WORK REQUIRED:
Give again, word for word, each line below starting at the one that contains "practical::score(form)" and ending at the one that contains "empty a field".

(Records contained in a dataset)

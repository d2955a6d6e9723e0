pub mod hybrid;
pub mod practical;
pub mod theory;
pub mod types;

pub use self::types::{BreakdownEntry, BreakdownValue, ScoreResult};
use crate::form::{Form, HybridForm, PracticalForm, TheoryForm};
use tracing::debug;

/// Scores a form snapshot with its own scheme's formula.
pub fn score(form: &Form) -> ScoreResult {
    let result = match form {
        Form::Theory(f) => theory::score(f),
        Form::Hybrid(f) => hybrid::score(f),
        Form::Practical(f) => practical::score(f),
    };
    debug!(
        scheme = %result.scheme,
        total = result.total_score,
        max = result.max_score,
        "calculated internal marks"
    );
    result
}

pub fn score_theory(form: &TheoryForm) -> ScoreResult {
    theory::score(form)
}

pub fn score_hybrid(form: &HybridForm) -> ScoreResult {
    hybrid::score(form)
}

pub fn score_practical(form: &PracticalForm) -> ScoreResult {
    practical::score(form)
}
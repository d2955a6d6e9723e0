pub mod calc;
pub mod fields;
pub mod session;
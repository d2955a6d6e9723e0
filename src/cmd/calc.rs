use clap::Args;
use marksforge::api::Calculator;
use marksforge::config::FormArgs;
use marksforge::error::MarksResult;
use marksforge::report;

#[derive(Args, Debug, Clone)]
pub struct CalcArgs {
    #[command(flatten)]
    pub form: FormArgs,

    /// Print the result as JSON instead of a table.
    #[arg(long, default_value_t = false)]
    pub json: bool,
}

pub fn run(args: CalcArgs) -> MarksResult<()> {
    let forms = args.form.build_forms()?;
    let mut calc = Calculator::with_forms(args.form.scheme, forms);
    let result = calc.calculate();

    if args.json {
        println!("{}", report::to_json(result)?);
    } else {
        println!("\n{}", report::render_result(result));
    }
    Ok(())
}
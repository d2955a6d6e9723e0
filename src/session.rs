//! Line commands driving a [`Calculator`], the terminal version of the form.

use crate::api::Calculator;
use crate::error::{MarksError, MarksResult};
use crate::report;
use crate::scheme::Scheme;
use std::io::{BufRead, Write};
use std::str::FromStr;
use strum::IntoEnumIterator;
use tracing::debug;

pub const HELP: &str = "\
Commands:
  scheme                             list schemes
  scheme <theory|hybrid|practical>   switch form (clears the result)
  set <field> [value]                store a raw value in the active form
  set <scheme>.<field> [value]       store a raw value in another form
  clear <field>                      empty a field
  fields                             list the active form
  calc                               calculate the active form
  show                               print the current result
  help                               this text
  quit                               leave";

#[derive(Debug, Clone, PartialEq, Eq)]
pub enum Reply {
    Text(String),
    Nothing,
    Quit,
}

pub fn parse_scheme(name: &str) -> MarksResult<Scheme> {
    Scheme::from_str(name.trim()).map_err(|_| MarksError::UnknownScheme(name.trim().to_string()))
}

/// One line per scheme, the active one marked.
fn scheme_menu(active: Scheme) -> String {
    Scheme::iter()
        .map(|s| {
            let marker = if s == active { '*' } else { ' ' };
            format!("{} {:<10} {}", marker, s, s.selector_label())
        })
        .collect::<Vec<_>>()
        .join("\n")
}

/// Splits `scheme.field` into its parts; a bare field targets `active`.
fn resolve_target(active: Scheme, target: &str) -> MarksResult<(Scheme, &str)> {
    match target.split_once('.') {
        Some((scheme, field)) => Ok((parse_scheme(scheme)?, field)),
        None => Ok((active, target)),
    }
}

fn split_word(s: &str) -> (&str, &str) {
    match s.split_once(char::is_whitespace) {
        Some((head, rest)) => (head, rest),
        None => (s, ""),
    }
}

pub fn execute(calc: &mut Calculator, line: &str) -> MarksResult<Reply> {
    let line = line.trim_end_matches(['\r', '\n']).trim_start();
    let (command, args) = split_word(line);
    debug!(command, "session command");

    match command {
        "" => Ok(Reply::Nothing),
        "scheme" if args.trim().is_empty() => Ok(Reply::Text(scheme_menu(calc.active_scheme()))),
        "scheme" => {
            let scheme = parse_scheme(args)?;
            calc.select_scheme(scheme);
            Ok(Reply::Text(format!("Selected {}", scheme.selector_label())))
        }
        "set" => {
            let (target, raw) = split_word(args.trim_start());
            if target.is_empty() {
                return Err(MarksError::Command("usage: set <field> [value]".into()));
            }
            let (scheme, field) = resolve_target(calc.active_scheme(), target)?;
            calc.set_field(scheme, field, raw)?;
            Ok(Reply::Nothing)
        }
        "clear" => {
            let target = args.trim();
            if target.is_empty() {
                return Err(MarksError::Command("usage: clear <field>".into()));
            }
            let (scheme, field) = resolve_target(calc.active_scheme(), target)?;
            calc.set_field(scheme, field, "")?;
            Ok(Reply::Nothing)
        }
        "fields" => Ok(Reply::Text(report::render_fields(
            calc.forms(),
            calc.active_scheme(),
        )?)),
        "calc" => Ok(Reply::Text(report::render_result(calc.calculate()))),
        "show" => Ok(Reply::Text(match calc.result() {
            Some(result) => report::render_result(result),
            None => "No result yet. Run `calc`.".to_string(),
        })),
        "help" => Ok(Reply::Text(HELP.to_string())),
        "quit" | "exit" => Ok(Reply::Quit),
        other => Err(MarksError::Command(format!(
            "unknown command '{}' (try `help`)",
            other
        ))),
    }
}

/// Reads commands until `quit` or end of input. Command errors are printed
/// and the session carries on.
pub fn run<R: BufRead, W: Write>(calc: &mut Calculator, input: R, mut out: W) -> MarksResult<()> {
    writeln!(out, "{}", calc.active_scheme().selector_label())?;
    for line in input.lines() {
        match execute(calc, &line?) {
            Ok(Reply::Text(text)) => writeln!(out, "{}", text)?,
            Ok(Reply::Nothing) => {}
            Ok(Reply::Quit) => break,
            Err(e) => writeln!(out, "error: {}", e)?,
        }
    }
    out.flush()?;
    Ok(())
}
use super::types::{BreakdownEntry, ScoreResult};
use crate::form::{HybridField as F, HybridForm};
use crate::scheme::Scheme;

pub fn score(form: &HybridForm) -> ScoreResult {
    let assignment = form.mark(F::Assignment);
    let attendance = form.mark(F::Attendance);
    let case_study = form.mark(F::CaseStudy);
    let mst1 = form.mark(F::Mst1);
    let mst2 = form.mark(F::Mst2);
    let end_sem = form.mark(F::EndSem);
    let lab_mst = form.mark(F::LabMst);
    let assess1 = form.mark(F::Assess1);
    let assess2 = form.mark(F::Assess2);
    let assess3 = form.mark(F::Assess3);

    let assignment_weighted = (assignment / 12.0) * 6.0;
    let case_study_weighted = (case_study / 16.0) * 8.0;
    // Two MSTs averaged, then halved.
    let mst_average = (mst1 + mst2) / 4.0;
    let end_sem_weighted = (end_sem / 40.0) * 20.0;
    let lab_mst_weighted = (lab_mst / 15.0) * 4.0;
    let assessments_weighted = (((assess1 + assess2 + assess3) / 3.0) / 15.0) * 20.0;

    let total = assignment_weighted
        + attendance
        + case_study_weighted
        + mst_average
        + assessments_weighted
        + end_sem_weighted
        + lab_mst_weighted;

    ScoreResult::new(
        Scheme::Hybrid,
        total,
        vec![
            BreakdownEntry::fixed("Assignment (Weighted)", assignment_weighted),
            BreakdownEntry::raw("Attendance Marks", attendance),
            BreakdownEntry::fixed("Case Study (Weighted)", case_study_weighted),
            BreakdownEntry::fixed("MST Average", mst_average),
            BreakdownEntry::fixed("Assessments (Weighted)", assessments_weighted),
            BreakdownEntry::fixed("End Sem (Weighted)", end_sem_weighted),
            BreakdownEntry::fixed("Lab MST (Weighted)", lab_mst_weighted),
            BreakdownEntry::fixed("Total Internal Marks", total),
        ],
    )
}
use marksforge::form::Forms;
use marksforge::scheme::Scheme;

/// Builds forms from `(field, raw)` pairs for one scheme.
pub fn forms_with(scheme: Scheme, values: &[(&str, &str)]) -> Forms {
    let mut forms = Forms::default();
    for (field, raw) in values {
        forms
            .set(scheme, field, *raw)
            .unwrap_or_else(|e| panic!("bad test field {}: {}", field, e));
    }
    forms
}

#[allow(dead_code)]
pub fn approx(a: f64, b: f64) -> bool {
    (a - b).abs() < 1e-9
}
* * *
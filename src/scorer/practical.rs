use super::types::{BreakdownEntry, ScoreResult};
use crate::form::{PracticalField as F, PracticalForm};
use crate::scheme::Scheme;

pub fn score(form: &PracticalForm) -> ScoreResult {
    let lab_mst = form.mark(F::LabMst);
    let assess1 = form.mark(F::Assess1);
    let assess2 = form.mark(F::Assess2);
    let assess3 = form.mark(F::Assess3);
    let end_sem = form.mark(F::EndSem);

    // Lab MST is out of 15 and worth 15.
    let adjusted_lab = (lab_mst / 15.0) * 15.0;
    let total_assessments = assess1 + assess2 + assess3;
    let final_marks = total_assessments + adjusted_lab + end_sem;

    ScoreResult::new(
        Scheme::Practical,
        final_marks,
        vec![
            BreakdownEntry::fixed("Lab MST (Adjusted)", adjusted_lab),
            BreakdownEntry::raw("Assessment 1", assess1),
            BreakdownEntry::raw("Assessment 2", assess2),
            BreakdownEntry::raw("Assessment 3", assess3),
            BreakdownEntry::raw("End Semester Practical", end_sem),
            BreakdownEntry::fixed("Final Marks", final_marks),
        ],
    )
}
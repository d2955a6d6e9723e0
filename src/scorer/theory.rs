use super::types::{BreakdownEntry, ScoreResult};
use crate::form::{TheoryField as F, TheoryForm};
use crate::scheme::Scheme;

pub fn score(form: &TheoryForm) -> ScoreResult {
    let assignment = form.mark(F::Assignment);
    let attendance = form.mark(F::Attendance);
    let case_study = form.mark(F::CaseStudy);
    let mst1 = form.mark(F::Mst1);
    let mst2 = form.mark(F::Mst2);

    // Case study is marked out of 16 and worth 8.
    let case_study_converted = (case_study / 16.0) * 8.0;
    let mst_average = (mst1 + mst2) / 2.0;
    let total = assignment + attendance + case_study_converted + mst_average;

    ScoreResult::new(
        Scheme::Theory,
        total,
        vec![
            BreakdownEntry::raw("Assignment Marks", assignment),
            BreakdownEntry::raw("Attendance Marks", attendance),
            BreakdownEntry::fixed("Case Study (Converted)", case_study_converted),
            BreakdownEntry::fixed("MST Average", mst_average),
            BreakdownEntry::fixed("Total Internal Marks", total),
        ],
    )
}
...
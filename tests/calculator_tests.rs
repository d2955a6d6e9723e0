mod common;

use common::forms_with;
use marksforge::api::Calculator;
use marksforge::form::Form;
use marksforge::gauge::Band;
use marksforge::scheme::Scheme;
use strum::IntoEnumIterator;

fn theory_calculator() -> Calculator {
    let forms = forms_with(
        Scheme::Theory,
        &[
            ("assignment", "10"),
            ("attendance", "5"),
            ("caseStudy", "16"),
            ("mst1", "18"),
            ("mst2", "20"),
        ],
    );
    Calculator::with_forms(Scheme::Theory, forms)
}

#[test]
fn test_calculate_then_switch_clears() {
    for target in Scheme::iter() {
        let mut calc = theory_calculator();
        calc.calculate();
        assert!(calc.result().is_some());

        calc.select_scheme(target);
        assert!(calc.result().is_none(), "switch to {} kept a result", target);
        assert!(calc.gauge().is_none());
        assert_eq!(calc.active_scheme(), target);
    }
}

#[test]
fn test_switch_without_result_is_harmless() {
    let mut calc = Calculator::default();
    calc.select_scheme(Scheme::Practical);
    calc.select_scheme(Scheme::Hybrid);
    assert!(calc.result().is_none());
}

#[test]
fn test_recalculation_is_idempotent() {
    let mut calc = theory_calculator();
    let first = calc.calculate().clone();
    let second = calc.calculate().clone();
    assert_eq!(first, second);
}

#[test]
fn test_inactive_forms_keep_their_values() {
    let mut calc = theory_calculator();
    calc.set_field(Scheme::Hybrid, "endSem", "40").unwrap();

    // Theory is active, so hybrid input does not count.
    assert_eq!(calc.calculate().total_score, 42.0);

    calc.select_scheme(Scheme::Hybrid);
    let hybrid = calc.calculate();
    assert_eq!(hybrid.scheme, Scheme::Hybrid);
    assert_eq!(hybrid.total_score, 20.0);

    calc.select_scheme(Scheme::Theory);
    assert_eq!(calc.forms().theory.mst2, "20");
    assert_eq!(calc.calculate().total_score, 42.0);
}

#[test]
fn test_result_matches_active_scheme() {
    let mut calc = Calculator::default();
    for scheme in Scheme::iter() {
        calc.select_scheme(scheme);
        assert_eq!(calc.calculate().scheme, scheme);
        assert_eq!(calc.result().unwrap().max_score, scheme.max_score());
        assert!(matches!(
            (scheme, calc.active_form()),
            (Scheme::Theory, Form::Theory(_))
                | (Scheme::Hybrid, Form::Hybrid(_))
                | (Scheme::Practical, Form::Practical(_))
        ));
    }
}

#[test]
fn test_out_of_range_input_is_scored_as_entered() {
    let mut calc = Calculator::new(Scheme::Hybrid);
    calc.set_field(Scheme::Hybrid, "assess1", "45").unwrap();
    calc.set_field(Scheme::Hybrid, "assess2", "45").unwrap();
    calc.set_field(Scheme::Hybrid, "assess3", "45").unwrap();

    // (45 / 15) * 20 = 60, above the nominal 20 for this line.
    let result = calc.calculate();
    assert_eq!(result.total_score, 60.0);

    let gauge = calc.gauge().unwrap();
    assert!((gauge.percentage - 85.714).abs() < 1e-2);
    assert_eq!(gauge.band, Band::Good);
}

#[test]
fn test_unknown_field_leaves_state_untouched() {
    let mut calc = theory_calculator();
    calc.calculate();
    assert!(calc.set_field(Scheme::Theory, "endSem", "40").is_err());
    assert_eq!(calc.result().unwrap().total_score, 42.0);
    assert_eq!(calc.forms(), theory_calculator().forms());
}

SOLUTION TO THIS PROBLEM:
    practical::score(form)
}
repository d2955a6d6e9723e0
pub mod calc;
pub mod fields;
pub mod session;
repository d2955a6d6e9723e0
filename src/cmd/calc.rs
use clap::Args;
use marksforge::api::Calculator;
use marksforge::config::FormArgs;
use marksforge::error::MarksResult;
use marksforge::report;

#[derive(Args, Debug, Clone)]
pub struct CalcArgs {
    #[command(flatten)]
    pub form: FormArgs,

    /// Print the result as JSON instead of a table.
    #[arg(long, default_value_t = false)]
    pub json: bool,
}

pub fn run(args: CalcArgs) -> MarksResult<()> {
    let forms = args.form.build_forms()?;
    let mut calc = Calculator::with_forms(args.form.scheme, forms);
    let result = calc.calculate();

    if args.json {
        println!("{}", report::to_json(result)?);
    } else {
        println!("\n{}", report::render_result(result));
    }
    Ok(())
}
repository d2955a6d6e9723e0
filename src/session.rs
//! Line commands driving a [`Calculator`], the terminal version of the form.

use crate::api::Calculator;
use crate::error::{MarksError, MarksResult};
use crate::report;
use crate::scheme::Scheme;
use std::io::{BufRead, Write};
use std::str::FromStr;
use strum::IntoEnumIterator;
use tracing::debug;

pub const HELP: &str = "\
Commands:
  scheme                             list schemes
  scheme <theory|hybrid|practical>   switch form (clears the result)
  set <field> [value]                store a raw value in the active form
  set <scheme>.<field> [value]       store a raw value in another form
  clear <field>                      empty a field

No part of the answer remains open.